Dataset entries

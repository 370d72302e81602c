//! Metrics and observability utilities
//!
//! Prometheus metric descriptions and recording helpers with a shared
//! naming prefix. Recording is a no-op until an exporter is installed.

use metrics::{counter, describe_counter, describe_histogram, histogram, Unit};
use std::time::Instant;

/// Metrics prefix for all SentAI metrics
pub const METRICS_PREFIX: &str = "sentai";

/// Histogram buckets for request latency (in seconds)
pub const LATENCY_BUCKETS: &[f64] = &[
    0.005,  // 5ms
    0.010,  // 10ms
    0.025,  // 25ms
    0.050,  // 50ms
    0.100,  // 100ms
    0.250,  // 250ms
    0.500,  // 500ms
    1.000,  // 1s
    2.500,  // 2.5s
    5.000,  // 5s
    10.00,  // 10s
];

/// Buckets for text generation latency, bounded by the 20s call timeout
pub const ANALYSIS_BUCKETS: &[f64] = &[
    0.250,  // 250ms
    0.500,  // 500ms
    1.000,  // 1s
    2.000,  // 2s
    5.000,  // 5s
    10.00,  // 10s
    20.00,  // 20s
];

/// Register all metric descriptions
pub fn register_metrics() {
    // Request metrics
    describe_counter!(
        format!("{}_requests_total", METRICS_PREFIX),
        Unit::Count,
        "Total number of HTTP requests"
    );

    describe_histogram!(
        format!("{}_request_duration_seconds", METRICS_PREFIX),
        Unit::Seconds,
        "HTTP request latency in seconds"
    );

    // Ingestion metrics
    describe_counter!(
        format!("{}_reviews_ingested_total", METRICS_PREFIX),
        Unit::Count,
        "Reviews inserted by batch ingestion"
    );

    describe_counter!(
        format!("{}_rows_rejected_total", METRICS_PREFIX),
        Unit::Count,
        "Uploaded rows rejected by validation"
    );

    describe_counter!(
        format!("{}_chunks_failed_total", METRICS_PREFIX),
        Unit::Count,
        "Ingestion chunks aborted by a storage error"
    );

    // Analysis metrics
    describe_counter!(
        format!("{}_analysis_requests_total", METRICS_PREFIX),
        Unit::Count,
        "Text generation calls by dimension and outcome"
    );

    describe_histogram!(
        format!("{}_analysis_duration_seconds", METRICS_PREFIX),
        Unit::Seconds,
        "Text generation latency in seconds"
    );

    // Recommendation cache metrics
    describe_counter!(
        format!("{}_recommendation_cache_hits_total", METRICS_PREFIX),
        Unit::Count,
        "Recommendations served from storage"
    );

    describe_counter!(
        format!("{}_recommendation_cache_misses_total", METRICS_PREFIX),
        Unit::Count,
        "Recommendations generated on request"
    );

    tracing::info!("Metrics registered");
}

/// Helper to record request metrics
pub struct RequestMetrics {
    start: Instant,
    endpoint: String,
    method: String,
}

impl RequestMetrics {
    /// Start tracking a request
    pub fn start(method: &str, endpoint: &str) -> Self {
        Self {
            start: Instant::now(),
            endpoint: endpoint.to_string(),
            method: method.to_string(),
        }
    }

    /// Record request completion
    pub fn finish(self, status: u16) {
        let duration = self.start.elapsed().as_secs_f64();

        counter!(
            format!("{}_requests_total", METRICS_PREFIX),
            "method" => self.method.clone(),
            "endpoint" => self.endpoint.clone(),
            "status" => status.to_string()
        )
        .increment(1);

        histogram!(
            format!("{}_request_duration_seconds", METRICS_PREFIX),
            "method" => self.method,
            "endpoint" => self.endpoint
        )
        .record(duration);
    }
}

/// Helper to record one ingestion run
pub fn record_ingestion(inserted: usize, rejected: usize, failed_chunks: usize) {
    counter!(format!("{}_reviews_ingested_total", METRICS_PREFIX)).increment(inserted as u64);
    counter!(format!("{}_rows_rejected_total", METRICS_PREFIX)).increment(rejected as u64);
    counter!(format!("{}_chunks_failed_total", METRICS_PREFIX)).increment(failed_chunks as u64);
}

/// Helper to record one text generation call
pub fn record_analysis(duration_secs: f64, dimension: &str, model: &str, success: bool) {
    let status = if success { "success" } else { "error" };

    counter!(
        format!("{}_analysis_requests_total", METRICS_PREFIX),
        "dimension" => dimension.to_string(),
        "model" => model.to_string(),
        "status" => status
    )
    .increment(1);

    histogram!(
        format!("{}_analysis_duration_seconds", METRICS_PREFIX),
        "dimension" => dimension.to_string()
    )
    .record(duration_secs);
}

/// Helper to record recommendation cache lookups
pub fn record_recommendation_cache(hit: bool, kind: &str) {
    let name = if hit { "hits" } else { "misses" };
    counter!(
        format!("{}_recommendation_cache_{}_total", METRICS_PREFIX, name),
        "kind" => kind.to_string()
    )
    .increment(1);
}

Task:
Note each line above that holds "const", then copy all of them.

Output for this task:
pub const METRICS_PREFIX: &str = "sentai";
pub const LATENCY_BUCKETS: &[f64] = &[
pub const ANALYSIS_BUCKETS: &[f64] = &[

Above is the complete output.